Um estado dividido – No entanto, o que se viu foi um estado dividido – o que é surpreendente diante da pouca penetração que o PSDB tradicionalmente demonstrou no Rio de Janeiro. José Serra ganhou em 40 dos 92 municípios, num resultado que foi ironizado pelo ex-governador Anthony Garotinho em seu blog. “Os votos dados a Dilma no Rio não têm nada a ver com Sérgio Cabral. A transferência que ele poderia ter feito através da máquina e de seus aliados não aconteceu”, escreveu Garotinho, que maldosamente atribuiu parte desse resultado ao fato de Cabral ter viajado para Paris logo depois da reeleição, só retornando duas semanas antes da votação.
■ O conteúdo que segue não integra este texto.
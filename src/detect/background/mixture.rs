use image::{GrayImage, Luma, RgbImage};

use super::BackgroundSubtractor;

/// Tuning for the adaptive Gaussian-mixture models.
#[derive(Debug, Clone, Copy)]
pub struct MixtureParams {
    /// Frames over which the learning rate settles (alpha = 1/history).
    pub history: u32,
    /// Maximum Gaussian modes kept per pixel.
    pub max_modes: usize,
    /// Squared-distance multiplier for the background decision.
    pub var_threshold: f32,
    /// Squared-distance multiplier for assigning a sample to a mode.
    pub var_threshold_gen: f32,
    /// Cumulative weight that counts as "the background".
    pub background_ratio: f32,
    pub var_init: f32,
    pub var_min: f32,
    pub var_max: f32,
    /// Complexity-reduction term; starved modes decay below zero and drop.
    pub prune: f32,
}

impl MixtureParams {
    /// Zivkovic adaptive mixture, shadow detection off, variance threshold 80.
    pub fn mog2() -> Self {
        Self {
            history: 500,
            max_modes: 5,
            var_threshold: 80.0,
            var_threshold_gen: 9.0,
            background_ratio: 0.9,
            var_init: 15.0,
            var_min: 4.0,
            var_max: 75.0,
            prune: 0.05,
        }
    }

    /// Classic KaewTraKulPong mixture parameters.
    pub fn mog() -> Self {
        Self {
            history: 200,
            max_modes: 5,
            var_threshold: 6.25,
            var_threshold_gen: 6.25,
            background_ratio: 0.7,
            var_init: 900.0,
            var_min: 100.0,
            var_max: 4500.0,
            prune: 0.0,
        }
    }
}

#[derive(Debug, Clone, Copy, Default)]
struct GaussMode {
    weight: f32,
    var: f32,
    mean: [f32; 3],
}

/// Per-pixel mixture of Gaussians over RGB, kept sorted by weight.
pub struct MixtureModel {
    params: MixtureParams,
    dimensions: (u32, u32),
    modes: Vec<GaussMode>,
    mode_counts: Vec<u8>,
    frames_seen: u32,
}

impl MixtureModel {
    pub fn new(params: MixtureParams) -> Self {
        Self {
            params,
            dimensions: (0, 0),
            modes: Vec::new(),
            mode_counts: Vec::new(),
            frames_seen: 0,
        }
    }

    fn ensure_dimensions(&mut self, dimensions: (u32, u32)) {
        if self.dimensions != dimensions {
            let pixels = (dimensions.0 * dimensions.1) as usize;
            self.dimensions = dimensions;
            self.modes = vec![GaussMode::default(); pixels * self.params.max_modes];
            self.mode_counts = vec![0; pixels];
            self.frames_seen = 0;
        }
    }

    /// Update one pixel's mixture and report whether it is foreground.
    fn update_pixel(&mut self, index: usize, data: [f32; 3], alpha: f32) -> bool {
        let params = self.params;
        let modes = &mut self.modes[index * params.max_modes..(index + 1) * params.max_modes];
        let mut count = self.mode_counts[index] as usize;
        let prune = -alpha * params.prune;

        // decay all weights, let the first matching mode absorb the sample
        let mut matched: Option<usize> = None;
        for m in 0..count {
            let mode = &mut modes[m];
            mode.weight = (1.0 - alpha) * mode.weight + prune;
            if matched.is_none() {
                let dist2 = sq_dist(data, mode.mean);
                if dist2 < params.var_threshold_gen * mode.var {
                    matched = Some(m);
                    mode.weight += alpha;
                    let k = alpha / mode.weight;
                    for c in 0..3 {
                        mode.mean[c] += k * (data[c] - mode.mean[c]);
                    }
                    mode.var = (mode.var + k * (dist2 - mode.var))
                        .clamp(params.var_min, params.var_max);
                }
            }
        }

        // drop starved modes
        let mut keep = 0;
        for m in 0..count {
            if modes[m].weight > 0.0 {
                if keep != m {
                    modes[keep] = modes[m];
                    if matched == Some(m) {
                        matched = Some(keep);
                    }
                }
                keep += 1;
            }
        }
        count = keep;

        // no mode fits: spawn one, replacing the weakest when full
        if matched.is_none() {
            if count < params.max_modes {
                count += 1;
            }
            let last = count - 1;
            modes[last] = GaussMode {
                weight: alpha,
                var: params.var_init,
                mean: data,
            };
            matched = Some(last);
        }

        // keep descending weight order; the touched mode is the only stray
        let mut m = matched.unwrap_or(0);
        while m > 0 && modes[m].weight > modes[m - 1].weight {
            modes.swap(m, m - 1);
            m -= 1;
        }
        let matched = m;

        let total: f32 = modes[..count].iter().map(|mode| mode.weight).sum();
        if total > 0.0 {
            for mode in &mut modes[..count] {
                mode.weight /= total;
            }
        }
        self.mode_counts[index] = count as u8;

        // background iff the sample landed in a strong-enough mode, close enough
        let mut cumulative = 0.0;
        for m in 0..count {
            if m == matched {
                let dist2 = sq_dist(data, modes[m].mean);
                return dist2 >= params.var_threshold * modes[m].var;
            }
            cumulative += modes[m].weight;
            if cumulative > params.background_ratio {
                break;
            }
        }
        true
    }
}

fn sq_dist(a: [f32; 3], b: [f32; 3]) -> f32 {
    let d0 = a[0] - b[0];
    let d1 = a[1] - b[1];
    let d2 = a[2] - b[2];
    d0 * d0 + d1 * d1 + d2 * d2
}

impl BackgroundSubtractor for MixtureModel {
    fn apply(&mut self, frame: &RgbImage) -> GrayImage {
        self.ensure_dimensions(frame.dimensions());
        self.frames_seen = self.frames_seen.saturating_add(1);
        let alpha = 1.0 / self.frames_seen.min(self.params.history).max(1) as f32;

        let (width, height) = frame.dimensions();
        let mut mask = GrayImage::new(width, height);
        for (x, y, pixel) in frame.enumerate_pixels() {
            let index = (y * width + x) as usize;
            let data = [pixel[0] as f32, pixel[1] as f32, pixel[2] as f32];
            if self.update_pixel(index, data, alpha) {
                mask.put_pixel(x, y, Luma([255]));
            }
        }
        mask
    }
}

#[cfg(test)]
mod tests {
    use super::*;
    use crate::detect::background::testutil::{flat_frame, frame_with_block};

    #[test]
    fn static_scene_settles_to_empty_mask() {
        let mut model = MixtureModel::new(MixtureParams::mog2());
        let frame = flat_frame(32, 32, [100, 100, 100]);
        let mut mask = model.apply(&frame);
        for _ in 0..10 {
            mask = model.apply(&frame);
        }
        assert!(mask.pixels().all(|p| p[0] == 0));
    }

    #[test]
    fn new_object_is_flagged_as_foreground() {
        let mut model = MixtureModel::new(MixtureParams::mog2());
        let scene = flat_frame(32, 32, [100, 100, 100]);
        for _ in 0..10 {
            model.apply(&scene);
        }
        let intruder = frame_with_block(32, 32, [100, 100, 100], [220, 40, 40], 8, 8, 10);
        let mask = model.apply(&intruder);
        assert_eq!(mask.get_pixel(12, 12)[0], 255);
        assert_eq!(mask.get_pixel(2, 2)[0], 0);
        assert_eq!(mask.get_pixel(30, 30)[0], 0);
    }

    #[test]
    fn stale_object_is_absorbed_into_the_background() {
        let mut model = MixtureModel::new(MixtureParams::mog2());
        let scene = flat_frame(16, 16, [100, 100, 100]);
        for _ in 0..5 {
            model.apply(&scene);
        }
        // a parked object eventually outweighs the old background mode
        let parked = flat_frame(16, 16, [30, 200, 30]);
        let mut mask = model.apply(&parked);
        assert!(mask.pixels().any(|p| p[0] == 255));
        for _ in 0..400 {
            mask = model.apply(&parked);
        }
        assert!(mask.pixels().all(|p| p[0] == 0));
    }

    #[test]
    fn dimension_change_resets_the_model() {
        let mut model = MixtureModel::new(MixtureParams::mog2());
        model.apply(&flat_frame(16, 16, [100, 100, 100]));
        let mask = model.apply(&flat_frame(8, 8, [100, 100, 100]));
        assert_eq!(mask.dimensions(), (8, 8));
    }
}
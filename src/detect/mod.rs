pub mod annotate;
pub mod background;
pub mod config;
pub mod filter;
mod font;
pub mod kernel;
pub mod pipeline;
pub mod regions;

pub use background::{BackgroundSubtractor, BgsAlgorithm};
pub use config::DetectorConfig;
pub use pipeline::{FrameOutput, Pipeline, RegionStats};
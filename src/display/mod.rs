mod headless;
mod window;

pub use headless::NullDisplay;
pub use window::WindowDisplay;

use anyhow::Result;
use image::RgbImage;

/// Where processed frames go: the annotated frame and the masked
/// composite, presented once per pipeline iteration.
pub trait DisplaySink {
    fn present(&mut self, frame: &RgbImage, composite: &RgbImage) -> Result<()>;

    /// Cooperative quit check, polled once per frame by the driver.
    fn quit_requested(&mut self) -> bool;
}
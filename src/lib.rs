pub mod detect;
pub mod display;
pub mod driver;
pub mod error;
pub mod source;
use image::GrayImage;
use imageproc::contours::{find_contours, BorderType};
use imageproc::point::Point;
use imageproc::rect::Rect;

/// One connected foreground component: its simplified outer boundary,
/// polygon area and axis-aligned bounding box. Regions carry no identity
/// across frames.
#[derive(Debug, Clone)]
pub struct Region {
    pub boundary: Vec<Point<i32>>,
    pub area: f64,
    pub bounding_box: Rect,
}

impl Region {
    fn from_boundary(boundary: Vec<Point<i32>>) -> Option<Self> {
        let first = boundary.first()?;
        let (mut min_x, mut min_y, mut max_x, mut max_y) = (first.x, first.y, first.x, first.y);
        for p in &boundary {
            min_x = min_x.min(p.x);
            min_y = min_y.min(p.y);
            max_x = max_x.max(p.x);
            max_y = max_y.max(p.y);
        }
        let area = polygon_area(&boundary);
        Some(Region {
            boundary,
            area,
            bounding_box: Rect::at(min_x, min_y)
                .of_size((max_x - min_x + 1) as u32, (max_y - min_y + 1) as u32),
        })
    }
}

/// Area bands a region can fall into. Lower bounds are inclusive and the
/// maximal satisfied band governs what gets drawn.
#[derive(Debug, Clone, Copy, PartialEq, Eq)]
pub enum Band {
    Ignored,
    Tracked,
    Warning,
}

/// Classify a region area against the configured thresholds.
pub fn classify(area: f64, min_area: f64, max_area: f64) -> Band {
    if area >= max_area {
        Band::Warning
    } else if area >= min_area {
        Band::Tracked
    } else {
        Band::Ignored
    }
}

/// Extract the outer boundaries of all connected foreground components,
/// lazily. Internal (hole) boundaries are ignored. The iterator makes a
/// single pass and is rebuilt from scratch for each frame's mask.
pub fn regions(mask: &GrayImage) -> impl Iterator<Item = Region> {
    find_contours::<i32>(mask)
        .into_iter()
        .filter(|contour| contour.border_type == BorderType::Outer)
        .filter_map(|contour| Region::from_boundary(simplify(&contour.points)))
}

/// Drop redundant collinear points from a closed boundary chain.
fn simplify(points: &[Point<i32>]) -> Vec<Point<i32>> {
    let n = points.len();
    if n < 3 {
        return points.to_vec();
    }
    let mut kept = Vec::new();
    for i in 0..n {
        let prev = points[(i + n - 1) % n];
        let cur = points[i];
        let next = points[(i + 1) % n];
        let cross = (cur.x - prev.x) as i64 * (next.y - cur.y) as i64
            - (cur.y - prev.y) as i64 * (next.x - cur.x) as i64;
        if cross != 0 {
            kept.push(cur);
        }
    }
    if kept.is_empty() {
        // fully collinear chain: keep the endpoints
        kept.push(points[0]);
        kept.push(points[n / 2]);
    }
    kept
}

/// Shoelace area of a closed polygon through the boundary points.
fn polygon_area(points: &[Point<i32>]) -> f64 {
    if points.len() < 3 {
        return 0.0;
    }
    let mut doubled: i64 = 0;
    for i in 0..points.len() {
        let a = points[i];
        let b = points[(i + 1) % points.len()];
        doubled += a.x as i64 * b.y as i64 - b.x as i64 * a.y as i64;
    }
    (doubled.abs() as f64) / 2.0
}
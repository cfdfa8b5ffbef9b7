use image::{imageops, GrayImage, RgbImage};
use imageproc::filter::median_filter;

use super::annotate;
use super::background::{self, BackgroundSubtractor};
use super::config::DetectorConfig;
use super::filter::{self, FilterMode};
use super::regions::{self, Band};
use crate::error::PipelineError;

/// Everything produced for one frame.
pub struct FrameOutput {
    /// The resized frame with region overlays drawn onto it.
    pub frame: RgbImage,
    /// The cleaned foreground mask the classifier ran on.
    pub mask: GrayImage,
    /// Masked composite with the algorithm caption.
    pub composite: RgbImage,
    pub stats: RegionStats,
}

/// Per-frame region counts. `warnings` is the hook a future alerting
/// integration would consume; none exists today.
#[derive(Debug, Clone, Copy, Default)]
pub struct RegionStats {
    pub tracked: usize,
    pub warnings: usize,
}

/// The frame-processing pipeline. Owns the background model; the model's
/// statistics are reachable only through `process_frame`.
pub struct Pipeline {
    config: DetectorConfig,
    subtractor: Box<dyn BackgroundSubtractor>,
    algorithm_label: String,
}

impl Pipeline {
    pub fn new(config: DetectorConfig) -> Result<Self, PipelineError> {
        config.validate()?;
        Ok(Self {
            config,
            subtractor: background::create_subtractor(config.algorithm),
            algorithm_label: config.algorithm.to_string(),
        })
    }

    /// Run one frame through the full chain: resize, background
    /// subtraction, morphological cleanup, median blur, region
    /// classification, annotation, composite.
    pub fn process_frame(&mut self, frame: &RgbImage) -> FrameOutput {
        let mut frame = self.resize(frame);

        let raw_mask = self.subtractor.apply(&frame);
        let cleaned = filter::apply(&raw_mask, FilterMode::Combine);
        let mask = median_filter(&cleaned, 2, 2);

        let mut stats = RegionStats::default();
        for region in regions::regions(&mask) {
            let band = regions::classify(region.area, self.config.min_area, self.config.max_area);
            match band {
                Band::Ignored => continue,
                Band::Tracked => stats.tracked += 1,
                Band::Warning => stats.warnings += 1,
            }
            tracing::debug!(
                area = region.area,
                x = region.bounding_box.left(),
                y = region.bounding_box.top(),
                "region classified as {band:?}"
            );
            annotate::draw_region(&mut frame, &region, band);
        }

        let mut composite = annotate::composite(&frame, &mask);
        annotate::draw_caption(&mut composite, &self.algorithm_label);

        FrameOutput {
            frame,
            mask,
            composite,
            stats,
        }
    }

    fn resize(&self, frame: &RgbImage) -> RgbImage {
        let scale = self.config.resize_scale;
        let (width, height) = frame.dimensions();
        let target_w = ((width as f32 * scale) as u32).max(1);
        let target_h = ((height as f32 * scale) as u32).max(1);
        if (target_w, target_h) == (width, height) {
            frame.clone()
        } else {
            imageops::resize(frame, target_w, target_h, imageops::FilterType::Triangle)
        }
    }
}

#[cfg(test)]
mod tests {
    use super::*;
    use crate::detect::background::BgsAlgorithm;
    use image::Rgb;

    #[test]
    fn frames_are_resized_by_the_configured_scale() {
        let mut pipeline = Pipeline::new(DetectorConfig::default()).unwrap();
        let frame = RgbImage::from_pixel(64, 48, Rgb([100, 100, 100]));
        let output = pipeline.process_frame(&frame);
        assert_eq!(output.frame.dimensions(), (32, 24));
        assert_eq!(output.mask.dimensions(), (32, 24));
        assert_eq!(output.composite.dimensions(), (32, 24));
    }

    #[test]
    fn invalid_configuration_is_rejected_at_construction() {
        let config = DetectorConfig {
            resize_scale: -1.0,
            ..DetectorConfig::default()
        };
        assert!(Pipeline::new(config).is_err());
    }

    #[test]
    fn static_scene_produces_no_regions() {
        let config = DetectorConfig {
            algorithm: BgsAlgorithm::Mog2,
            resize_scale: 1.0,
            ..DetectorConfig::default()
        };
        let mut pipeline = Pipeline::new(config).unwrap();
        let frame = RgbImage::from_pixel(120, 120, Rgb([100, 100, 100]));
        let mut last = pipeline.process_frame(&frame);
        for _ in 0..9 {
            last = pipeline.process_frame(&frame);
        }
        assert_eq!(last.stats.tracked, 0);
        assert_eq!(last.stats.warnings, 0);
        assert!(last.mask.pixels().all(|p| p[0] == 0));
    }
}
Efeito Gabeira – O cientista político Ricardo Ismael, da PUC-Rio, pondera que não é bem assim. “Ainda faltam dois anos para eleição de prefeito. Eles não têm motivos para brigar com Cabral principalmente porque precisam de verbas. O apoio à reeleição do governador não significa necessariamente que eles arregaçariam as mangas para ir à luta por Dilma”, pondera Ismael, acrescentando que a grande surpresa da eleição do Rio foi o desempenho de Serra. Os nomes tucanos mais relevantes do partido no Rio são o prefeito de Duque de Caxias, José Camilo Zito, o deputado federal Otavio Leite e o estadual Luiz Paulo Corrêa da Rocha. O único aliado que foi capaz de agregar votos a Serra é do PV: Fernando Gabeira. Ele ajudou o tucano a levar sete das dez cidades onde Marina teve boa votação. Quando o verde não estava presente, as caminhadas – sem qualquer infraestrututura que pudesse ser comparada à de Dilma no Rio – concentravam, no máximo, um grupo de deputados que passeava quase sem ser notado.

A frustração Indio – O próprio Indio da Costa, ex-candidato a vice, que é do Rio de Janeiro, não empolgava. As agendas eram centradas somente em Serra. “Indio agregou muito pouco. É muito jovem, sem experiência em campanha nacional. As questões que ele colou na campanha, como as Farc, não acrescentaram em nada. A juventude dele, que foi explorada na campanha, para um vice da república, é complicada”, afirmou Ismael. Ainda assim, Serra saiu-se bem nos municípios do norte, noroeste e sul fluminense, além da região serrana. Dilma conseguiu maior votação na região metropolitana onde, justamente, há grande quantidade de beneficiários do bolsa-família e concentração de obras do Programa de Aceleração do Crescimento. Diante desse quadro, Ismael classificou como “extraordinária” a votação de Serra.